Walmart Names Kathryn McLay CEO of Sam's Club
SN: "Walmart executive Kathryn McLay has been promoted to president and CEO of Sam’s Club, taking over from John Furner, who this month succeeds the departing Greg Foran as Walmart U.S. CEO. McLay, 45, takes the reins as Sam’s chief executive effective Nov. 15. Reporting to Walmart President and CEO Doug McMillon, she also holds the title of corporate executive vice president. Since February 2019, she had served as EVP of Walmart U.S. Neighborhood Markets. Walmart disclosed the appointment Friday in an 8-K filing with the SEC. Furner, 45, became CEO of Walmart U.S. on Nov. 1 after serving as president and CEO of Sam’s since 2017... Plans call for Foran, who had been Walmart U.S. CEO since August 2014, to stay on at Walmart through Jan. 31 to help with the transition. McLay joined Walmart in April 2015 as VP of U.S. finance and strategy.

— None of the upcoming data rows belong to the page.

//! In-memory fakes shared by the module tests.

use crate::connections::{ConnectionSink, SinkError};
use crate::entities::{ChangeRow, Order, OrderStatus};
use crate::events::{ChangeNotification, Subscriber, SubscriberError};
use crate::store::{ChangeLogStore, OrderStore, StoreError};
use async_trait::async_trait;
use std::collections::HashSet;
use std::sync::Arc;
use std::sync::atomic::{AtomicBool, AtomicUsize, Ordering};
use tokio::sync::Mutex;

pub fn order(id: i64, status: OrderStatus) -> Order {
    let now = time::OffsetDateTime::now_utc();
    Order {
        id,
        customer_name: format!("customer-{id}"),
        product_name: format!("product-{id}"),
        status,
        created_at: now,
        updated_at: now,
    }
}

pub fn change_row(id: i64, order_id: i64, operation: &str) -> ChangeRow {
    ChangeRow {
        id,
        order_id,
        operation_type: operation.to_owned(),
        old_data: None,
        new_data: None,
        changed_at: time::OffsetDateTime::now_utc(),
    }
}

/// In-memory record store with injectable failures.
#[derive(Default)]
pub struct MemoryRecordStore {
    orders: Mutex<Vec<Order>>,
    changes: Mutex<Vec<(ChangeRow, bool)>>,
    fail_order_ids: Mutex<HashSet<i64>>,
    pub fail_all_orders: AtomicBool,
}

impl MemoryRecordStore {
    pub fn new() -> Arc<Self> {
        Arc::new(Self::default())
    }

    pub async fn push_order(&self, order: Order) {
        self.orders.lock().await.push(order);
    }

    pub async fn push_change(&self, row: ChangeRow) {
        self.changes.lock().await.push((row, false));
    }

    pub async fn processed_ids(&self) -> Vec<i64> {
        self.changes
            .lock()
            .await
            .iter()
            .filter(|(_, processed)| *processed)
            .map(|(row, _)| row.id)
            .collect()
    }

    pub async fn fail_enrichment_for(&self, order_id: i64) {
        self.fail_order_ids.lock().await.insert(order_id);
    }

    pub async fn clear_enrichment_failures(&self) {
        self.fail_order_ids.lock().await.clear();
    }
}

#[async_trait]
impl OrderStore for MemoryRecordStore {
    async fn order_by_id(&self, id: i64) -> Result<Option<Order>, StoreError> {
        if self.fail_order_ids.lock().await.contains(&id) {
            return Err(StoreError::Unavailable(format!("order {id} lookup failed")));
        }
        Ok(self.orders.lock().await.iter().find(|o| o.id == id).cloned())
    }

    async fn all_orders(&self) -> Result<Vec<Order>, StoreError> {
        if self.fail_all_orders.load(Ordering::SeqCst) {
            return Err(StoreError::Unavailable("orders unavailable".into()));
        }
        Ok(self.orders.lock().await.clone())
    }
}

#[async_trait]
impl ChangeLogStore for MemoryRecordStore {
    async fn unprocessed_changes(&self, limit: i64) -> Result<Vec<ChangeRow>, StoreError> {
        let changes = self.changes.lock().await;
        let mut rows: Vec<ChangeRow> = changes
            .iter()
            .filter(|(_, processed)| !*processed)
            .map(|(row, _)| row.clone())
            .collect();
        rows.sort_by_key(|row| (row.changed_at, row.id));
        rows.truncate(limit as usize);
        Ok(rows)
    }

    async fn mark_processed(&self, ids: &[i64]) -> Result<(), StoreError> {
        let mut changes = self.changes.lock().await;
        for (row, processed) in changes.iter_mut() {
            if ids.contains(&row.id) {
                *processed = true;
            }
        }
        Ok(())
    }

    async fn recent_change_count(
        &self,
        cutoff: time::OffsetDateTime,
    ) -> Result<i64, StoreError> {
        Ok(self
            .changes
            .lock()
            .await
            .iter()
            .filter(|(row, _)| row.changed_at > cutoff)
            .count() as i64)
    }
}

/// Records every frame pushed through it; optionally fails each send.
pub struct MockSink {
    sent: Mutex<Vec<String>>,
    fail: AtomicBool,
}

impl MockSink {
    pub fn new() -> Arc<Self> {
        Arc::new(Self {
            sent: Mutex::new(Vec::new()),
            fail: AtomicBool::new(false),
        })
    }

    pub fn failing() -> Arc<Self> {
        let sink = Self::new();
        sink.fail.store(true, Ordering::SeqCst);
        sink
    }

    pub async fn sent_frames(&self) -> Vec<String> {
        self.sent.lock().await.clone()
    }
}

#[async_trait]
impl ConnectionSink for MockSink {
    async fn send_text(&self, text: &str) -> Result<(), SinkError> {
        if self.fail.load(Ordering::SeqCst) {
            return Err(SinkError::new("connection reset"));
        }
        self.sent.lock().await.push(text.to_owned());
        Ok(())
    }
}

/// Counts deliveries; optionally fails every one.
pub struct RecordingSubscriber {
    delivered: AtomicUsize,
    fail: bool,
    pub notifications: Mutex<Vec<ChangeNotification>>,
}

impl RecordingSubscriber {
    pub fn new() -> Arc<Self> {
        Arc::new(Self {
            delivered: AtomicUsize::new(0),
            fail: false,
            notifications: Mutex::new(Vec::new()),
        })
    }

    pub fn failing() -> Arc<Self> {
        Arc::new(Self {
            delivered: AtomicUsize::new(0),
            fail: true,
            notifications: Mutex::new(Vec::new()),
        })
    }

    pub fn count(&self) -> usize {
        self.delivered.load(Ordering::SeqCst)
    }
}

#[async_trait]
impl Subscriber for RecordingSubscriber {
    fn name(&self) -> &str {
        "recording"
    }

    async fn notify(&self, notification: ChangeNotification) -> Result<(), SubscriberError> {
        self.delivered.fetch_add(1, Ordering::SeqCst);
        self.notifications.lock().await.push(notification);
        if self.fail {
            return Err("subscriber failure injected".into());
        }
        Ok(())
    }
}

In December 2015 she became SVP of supply chain, and led the development an integrated, end-to-end Walmart U.S. supply chain, as well as overseeing the import and reverse supply chain teams. Earlier this year, she became EVP of Neighborhood Markets for Walmart U.S., directing the growth and operations of nearly 700 Neighborhood Markets nationwide. Prior to Walmart, she served for 14 years in strategic, finance and supply chain roles at Australian retailer Woolworths Ltd. On Thursday, Walmart reported improved third-quarter results at Sam’s. The wholesale club chain saw net sales inch up 0.7% to $14.63B from $14.52B a year earlier. Comp-store sales grew 0.8% (0.6% excluding fuel). Transactions were up 5.7% year over year, but ticket size was down 5.1%. Walmart noted that reduced tobacco sales negatively affected comp-store sales by 350 basis points. “At Sam’s Club, the team drove strong comp sales of 4.1%, excluding fuel and tobacco, reflecting the response by members to the improvements we’ve made in merchandising as well as the work we’re doing to run a simpler, more focused club model,” McMillon told analysts... E-commerce sales at Sam’s increased 32% overall in the quarter and were up 1.7% on a comparable basis. Operating income fell 13.7% to $32M. “Operating income was pressured in part by accelerated strategic investments in price, technology investments and the growth of e-commerce,” CFO Brett Biggs said"...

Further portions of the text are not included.